**WHAT IS REQUIRED**
Could you retype the listing beneath, keeping each line exactly as it is?
### DATA IN THIS EXERCISE ###
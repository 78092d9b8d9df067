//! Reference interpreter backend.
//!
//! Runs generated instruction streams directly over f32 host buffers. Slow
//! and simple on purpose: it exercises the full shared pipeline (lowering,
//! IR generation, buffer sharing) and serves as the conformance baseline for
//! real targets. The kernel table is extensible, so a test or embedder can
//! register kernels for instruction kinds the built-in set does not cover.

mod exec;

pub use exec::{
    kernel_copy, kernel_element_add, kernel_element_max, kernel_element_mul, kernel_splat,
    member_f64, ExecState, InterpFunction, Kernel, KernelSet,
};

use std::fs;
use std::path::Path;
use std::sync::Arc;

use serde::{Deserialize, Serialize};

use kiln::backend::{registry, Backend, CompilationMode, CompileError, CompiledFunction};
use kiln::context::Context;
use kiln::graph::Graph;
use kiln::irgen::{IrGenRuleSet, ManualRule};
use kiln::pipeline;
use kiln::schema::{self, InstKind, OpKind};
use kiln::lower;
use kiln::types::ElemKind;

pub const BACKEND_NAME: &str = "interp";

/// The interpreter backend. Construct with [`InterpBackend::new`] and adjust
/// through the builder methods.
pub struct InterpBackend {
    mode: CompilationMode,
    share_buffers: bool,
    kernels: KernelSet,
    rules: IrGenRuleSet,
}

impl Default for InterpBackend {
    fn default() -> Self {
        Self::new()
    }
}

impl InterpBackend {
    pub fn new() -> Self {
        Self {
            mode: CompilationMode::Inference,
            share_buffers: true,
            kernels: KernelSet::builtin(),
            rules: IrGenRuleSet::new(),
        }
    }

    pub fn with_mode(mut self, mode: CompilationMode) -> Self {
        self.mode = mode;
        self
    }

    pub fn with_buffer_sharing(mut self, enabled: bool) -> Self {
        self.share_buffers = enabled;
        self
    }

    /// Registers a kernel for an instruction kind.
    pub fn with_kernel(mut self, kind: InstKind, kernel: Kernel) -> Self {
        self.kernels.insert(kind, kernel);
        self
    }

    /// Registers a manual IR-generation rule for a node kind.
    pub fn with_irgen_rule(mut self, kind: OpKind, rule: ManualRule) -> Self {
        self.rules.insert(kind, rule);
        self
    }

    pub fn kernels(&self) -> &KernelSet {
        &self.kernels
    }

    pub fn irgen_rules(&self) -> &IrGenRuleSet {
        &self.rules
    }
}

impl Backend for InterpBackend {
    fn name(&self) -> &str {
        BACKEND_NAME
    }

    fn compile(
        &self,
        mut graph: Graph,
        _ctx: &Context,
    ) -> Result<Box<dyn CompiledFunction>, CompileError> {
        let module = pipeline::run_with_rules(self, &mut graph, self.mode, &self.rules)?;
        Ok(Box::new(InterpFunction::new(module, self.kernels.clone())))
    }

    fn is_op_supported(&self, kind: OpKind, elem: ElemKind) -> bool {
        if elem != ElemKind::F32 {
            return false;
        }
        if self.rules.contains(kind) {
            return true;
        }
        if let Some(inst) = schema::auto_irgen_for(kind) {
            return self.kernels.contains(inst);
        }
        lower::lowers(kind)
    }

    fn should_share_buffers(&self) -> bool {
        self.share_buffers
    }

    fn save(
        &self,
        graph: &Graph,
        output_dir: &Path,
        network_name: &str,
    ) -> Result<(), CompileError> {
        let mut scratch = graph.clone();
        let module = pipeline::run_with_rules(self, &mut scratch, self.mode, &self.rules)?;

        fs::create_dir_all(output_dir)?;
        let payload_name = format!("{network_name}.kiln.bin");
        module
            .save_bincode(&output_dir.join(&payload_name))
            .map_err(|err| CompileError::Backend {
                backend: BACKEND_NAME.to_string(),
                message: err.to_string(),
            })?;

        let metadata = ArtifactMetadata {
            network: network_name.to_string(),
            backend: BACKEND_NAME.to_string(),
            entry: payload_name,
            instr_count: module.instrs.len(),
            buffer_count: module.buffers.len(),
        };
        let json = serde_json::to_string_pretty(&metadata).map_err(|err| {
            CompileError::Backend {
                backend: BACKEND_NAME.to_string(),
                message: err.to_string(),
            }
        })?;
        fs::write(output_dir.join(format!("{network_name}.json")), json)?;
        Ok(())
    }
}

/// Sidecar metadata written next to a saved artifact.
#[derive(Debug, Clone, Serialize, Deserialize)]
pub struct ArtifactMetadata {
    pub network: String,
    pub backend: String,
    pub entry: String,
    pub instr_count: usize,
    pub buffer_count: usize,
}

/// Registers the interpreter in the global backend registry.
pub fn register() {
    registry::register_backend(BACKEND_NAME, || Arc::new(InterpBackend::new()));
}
###
**TASK ANSWER**
repository 78092d9b8d9df067
//! Reference interpreter backend.
//!
//! Runs generated instruction streams directly over f32 host buffers. Slow
//! and simple on purpose: it exercises the full shared pipeline (lowering,
//! IR generation, buffer sharing) and serves as the conformance baseline for
//! real targets. The kernel table is extensible, so a test or embedder can
//! register kernels for instruction kinds the built-in set does not cover.

mod exec;

pub use exec::{
    kernel_copy, kernel_element_add, kernel_element_max, kernel_element_mul, kernel_splat,
    member_f64, ExecState, InterpFunction, Kernel, KernelSet,
};

use std::fs;
use std::path::Path;
use std::sync::Arc;

use serde::{Deserialize, Serialize};

use kiln::backend::{registry, Backend, CompilationMode, CompileError, CompiledFunction};
use kiln::context::Context;
use kiln::graph::Graph;
use kiln::irgen::{IrGenRuleSet, ManualRule};
use kiln::pipeline;
use kiln::schema::{self, InstKind, OpKind};
use kiln::lower;
use kiln::types::ElemKind;

pub const BACKEND_NAME: &str = "interp";

/// The interpreter backend. Construct with [`InterpBackend::new`] and adjust
/// through the builder methods.
pub struct InterpBackend {
    mode: CompilationMode,
    share_buffers: bool,
    kernels: KernelSet,
    rules: IrGenRuleSet,
}

impl Default for InterpBackend {
    fn default() -> Self {
        Self::new()
    }
}

impl InterpBackend {
    pub fn new() -> Self {
        Self {
            mode: CompilationMode::Inference,
            share_buffers: true,
            kernels: KernelSet::builtin(),
            rules: IrGenRuleSet::new(),
        }
    }

    pub fn with_mode(mut self, mode: CompilationMode) -> Self {
        self.mode = mode;
        self
    }

    pub fn with_buffer_sharing(mut self, enabled: bool) -> Self {
        self.share_buffers = enabled;
        self
    }

    /// Registers a kernel for an instruction kind.
    pub fn with_kernel(mut self, kind: InstKind, kernel: Kernel) -> Self {
        self.kernels.insert(kind, kernel);
        self
    }

    /// Registers a manual IR-generation rule for a node kind.
    pub fn with_irgen_rule(mut self, kind: OpKind, rule: ManualRule) -> Self {
        self.rules.insert(kind, rule);
        self
    }

    pub fn kernels(&self) -> &KernelSet {
        &self.kernels
    }

    pub fn irgen_rules(&self) -> &IrGenRuleSet {
        &self.rules
    }
}

impl Backend for InterpBackend {
    fn name(&self) -> &str {
        BACKEND_NAME
    }

    fn compile(
        &self,
        mut graph: Graph,
        _ctx: &Context,
    ) -> Result<Box<dyn CompiledFunction>, CompileError> {
        let module = pipeline::run_with_rules(self, &mut graph, self.mode, &self.rules)?;
        Ok(Box::new(InterpFunction::new(module, self.kernels.clone())))
    }

    fn is_op_supported(&self, kind: OpKind, elem: ElemKind) -> bool {
        if elem != ElemKind::F32 {
            return false;
        }
        if self.rules.contains(kind) {
            return true;
        }
        if let Some(inst) = schema::auto_irgen_for(kind) {
            return self.kernels.contains(inst);
        }
        lower::lowers(kind)
    }

    fn should_share_buffers(&self) -> bool {
        self.share_buffers
    }

    fn save(
        &self,
        graph: &Graph,
        output_dir: &Path,
        network_name: &str,
    ) -> Result<(), CompileError> {
        let mut scratch = graph.clone();
        let module = pipeline::run_with_rules(self, &mut scratch, self.mode, &self.rules)?;

        fs::create_dir_all(output_dir)?;
        let payload_name = format!("{network_name}.kiln.bin");
        module
            .save_bincode(&output_dir.join(&payload_name))
            .map_err(|err| CompileError::Backend {
                backend: BACKEND_NAME.to_string(),
                message: err.to_string(),
            })?;

        let metadata = ArtifactMetadata {
            network: network_name.to_string(),
            backend: BACKEND_NAME.to_string(),
            entry: payload_name,
            instr_count: module.instrs.len(),
            buffer_count: module.buffers.len(),
        };
        let json = serde_json::to_string_pretty(&metadata).map_err(|err| {
            CompileError::Backend {
                backend: BACKEND_NAME.to_string(),
                message: err.to_string(),
            }
        })?;
        fs::write(output_dir.join(format!("{network_name}.json")), json)?;
        Ok(())
    }
}

/// Sidecar metadata written next to a saved artifact.
#[derive(Debug, Clone, Serialize, Deserialize)]
pub struct ArtifactMetadata {
    pub network: String,
    pub backend: String,
    pub entry: String,
    pub instr_count: usize,
    pub buffer_count: usize,
}

/// Registers the interpreter in the global backend registry.
pub fn register() {
    registry::register_backend(BACKEND_NAME, || Arc::new(InterpBackend::new()));
}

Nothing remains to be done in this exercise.